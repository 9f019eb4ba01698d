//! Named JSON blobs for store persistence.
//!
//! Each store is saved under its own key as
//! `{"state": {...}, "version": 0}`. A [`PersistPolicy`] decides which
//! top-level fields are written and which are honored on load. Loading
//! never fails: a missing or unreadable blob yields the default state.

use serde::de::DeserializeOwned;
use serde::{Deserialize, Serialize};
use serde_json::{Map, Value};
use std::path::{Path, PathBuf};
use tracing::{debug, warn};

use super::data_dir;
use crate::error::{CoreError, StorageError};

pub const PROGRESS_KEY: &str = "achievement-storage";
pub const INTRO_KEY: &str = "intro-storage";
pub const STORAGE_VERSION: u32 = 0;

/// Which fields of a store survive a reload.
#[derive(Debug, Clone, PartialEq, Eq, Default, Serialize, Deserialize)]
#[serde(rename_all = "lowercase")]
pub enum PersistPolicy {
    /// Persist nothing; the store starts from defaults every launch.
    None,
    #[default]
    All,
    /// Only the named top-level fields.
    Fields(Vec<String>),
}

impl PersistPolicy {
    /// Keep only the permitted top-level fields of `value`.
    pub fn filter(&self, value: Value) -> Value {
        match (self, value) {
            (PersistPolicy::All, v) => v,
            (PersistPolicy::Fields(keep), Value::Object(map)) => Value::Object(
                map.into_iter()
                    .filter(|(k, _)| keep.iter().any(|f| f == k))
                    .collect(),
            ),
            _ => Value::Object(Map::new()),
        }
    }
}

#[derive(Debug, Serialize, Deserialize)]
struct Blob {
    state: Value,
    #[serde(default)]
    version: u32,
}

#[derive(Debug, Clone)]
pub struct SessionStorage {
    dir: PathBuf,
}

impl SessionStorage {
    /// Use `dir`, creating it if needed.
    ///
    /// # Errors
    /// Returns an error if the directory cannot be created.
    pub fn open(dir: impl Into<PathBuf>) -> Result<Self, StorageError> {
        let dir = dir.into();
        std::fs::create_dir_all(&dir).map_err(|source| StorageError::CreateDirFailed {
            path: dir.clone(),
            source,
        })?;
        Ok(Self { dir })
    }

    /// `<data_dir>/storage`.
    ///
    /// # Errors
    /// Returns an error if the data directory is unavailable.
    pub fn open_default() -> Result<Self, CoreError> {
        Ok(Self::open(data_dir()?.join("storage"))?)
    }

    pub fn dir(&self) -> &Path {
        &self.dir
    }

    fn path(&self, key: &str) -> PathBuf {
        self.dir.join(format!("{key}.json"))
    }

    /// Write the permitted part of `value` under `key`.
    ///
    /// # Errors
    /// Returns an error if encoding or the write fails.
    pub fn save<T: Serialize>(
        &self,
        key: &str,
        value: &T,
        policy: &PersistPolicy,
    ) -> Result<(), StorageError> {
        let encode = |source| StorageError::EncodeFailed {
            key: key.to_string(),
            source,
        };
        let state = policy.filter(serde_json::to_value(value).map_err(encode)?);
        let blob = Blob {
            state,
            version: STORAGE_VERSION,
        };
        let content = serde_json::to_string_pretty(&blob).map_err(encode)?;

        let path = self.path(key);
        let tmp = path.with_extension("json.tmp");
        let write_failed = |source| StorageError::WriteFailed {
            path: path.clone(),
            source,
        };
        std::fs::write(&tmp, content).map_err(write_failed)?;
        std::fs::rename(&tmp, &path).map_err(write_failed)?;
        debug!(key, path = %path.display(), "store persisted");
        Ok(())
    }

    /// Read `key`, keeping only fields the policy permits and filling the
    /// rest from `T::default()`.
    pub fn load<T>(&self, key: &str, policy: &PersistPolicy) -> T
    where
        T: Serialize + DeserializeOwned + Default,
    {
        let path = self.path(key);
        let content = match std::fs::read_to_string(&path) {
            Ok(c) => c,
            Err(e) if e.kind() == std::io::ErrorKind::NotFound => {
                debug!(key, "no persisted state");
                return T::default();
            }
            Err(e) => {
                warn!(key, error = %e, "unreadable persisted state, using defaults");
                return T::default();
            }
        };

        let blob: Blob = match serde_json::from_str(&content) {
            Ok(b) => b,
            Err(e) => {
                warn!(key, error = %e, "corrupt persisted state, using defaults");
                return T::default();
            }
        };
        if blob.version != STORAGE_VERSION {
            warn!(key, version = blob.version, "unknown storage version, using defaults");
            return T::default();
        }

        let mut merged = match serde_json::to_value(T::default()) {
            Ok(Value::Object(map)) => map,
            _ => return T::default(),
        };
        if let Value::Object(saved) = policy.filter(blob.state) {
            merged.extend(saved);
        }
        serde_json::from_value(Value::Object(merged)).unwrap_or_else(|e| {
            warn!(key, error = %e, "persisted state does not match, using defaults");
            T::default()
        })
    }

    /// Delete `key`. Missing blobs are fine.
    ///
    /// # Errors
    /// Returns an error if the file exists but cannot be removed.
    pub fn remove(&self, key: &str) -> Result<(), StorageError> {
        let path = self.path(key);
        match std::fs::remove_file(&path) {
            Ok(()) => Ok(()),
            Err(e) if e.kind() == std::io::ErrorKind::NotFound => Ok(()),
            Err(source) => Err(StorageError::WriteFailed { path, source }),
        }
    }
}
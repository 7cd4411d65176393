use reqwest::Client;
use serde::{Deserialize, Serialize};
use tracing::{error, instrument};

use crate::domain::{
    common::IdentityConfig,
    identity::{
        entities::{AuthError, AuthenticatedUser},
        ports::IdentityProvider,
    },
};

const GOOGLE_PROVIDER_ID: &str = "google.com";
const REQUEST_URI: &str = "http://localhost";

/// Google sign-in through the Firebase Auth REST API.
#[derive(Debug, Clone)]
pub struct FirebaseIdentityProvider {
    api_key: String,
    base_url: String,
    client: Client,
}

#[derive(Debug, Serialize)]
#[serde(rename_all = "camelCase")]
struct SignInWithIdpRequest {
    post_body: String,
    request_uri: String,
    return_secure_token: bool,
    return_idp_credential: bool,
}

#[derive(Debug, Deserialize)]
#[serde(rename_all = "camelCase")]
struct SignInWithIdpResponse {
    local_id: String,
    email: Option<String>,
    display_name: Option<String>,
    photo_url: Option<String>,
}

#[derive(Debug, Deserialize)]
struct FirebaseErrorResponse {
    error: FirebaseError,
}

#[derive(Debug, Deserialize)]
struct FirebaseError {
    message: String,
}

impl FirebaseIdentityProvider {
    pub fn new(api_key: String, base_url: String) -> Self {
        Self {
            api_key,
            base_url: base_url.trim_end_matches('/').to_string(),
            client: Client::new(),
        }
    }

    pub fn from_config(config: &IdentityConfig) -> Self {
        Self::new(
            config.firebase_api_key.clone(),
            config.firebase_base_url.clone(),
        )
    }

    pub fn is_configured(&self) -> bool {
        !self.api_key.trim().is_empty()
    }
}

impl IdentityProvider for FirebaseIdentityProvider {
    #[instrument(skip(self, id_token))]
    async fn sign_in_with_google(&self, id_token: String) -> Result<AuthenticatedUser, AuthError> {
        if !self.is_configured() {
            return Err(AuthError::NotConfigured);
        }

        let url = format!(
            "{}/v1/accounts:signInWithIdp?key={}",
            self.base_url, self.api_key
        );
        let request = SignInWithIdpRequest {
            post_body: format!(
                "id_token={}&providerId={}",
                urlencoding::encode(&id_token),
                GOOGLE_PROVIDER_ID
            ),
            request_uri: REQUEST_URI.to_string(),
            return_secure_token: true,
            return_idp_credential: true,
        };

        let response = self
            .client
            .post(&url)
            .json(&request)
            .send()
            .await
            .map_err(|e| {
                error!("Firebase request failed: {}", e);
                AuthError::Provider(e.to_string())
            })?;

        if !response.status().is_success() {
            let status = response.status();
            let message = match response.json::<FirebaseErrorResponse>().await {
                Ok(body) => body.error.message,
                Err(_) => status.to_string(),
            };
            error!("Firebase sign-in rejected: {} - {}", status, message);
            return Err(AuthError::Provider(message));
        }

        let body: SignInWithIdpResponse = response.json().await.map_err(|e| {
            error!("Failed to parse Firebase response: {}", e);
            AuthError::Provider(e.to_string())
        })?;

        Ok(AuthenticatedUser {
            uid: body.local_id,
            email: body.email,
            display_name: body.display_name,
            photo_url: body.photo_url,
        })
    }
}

────────

## What is needed
Filter the entries down to the lines containing "SignInWithIdpRequest". Copy each of those lines.

## Solution below
struct SignInWithIdpRequest {
        let request = SignInWithIdpRequest {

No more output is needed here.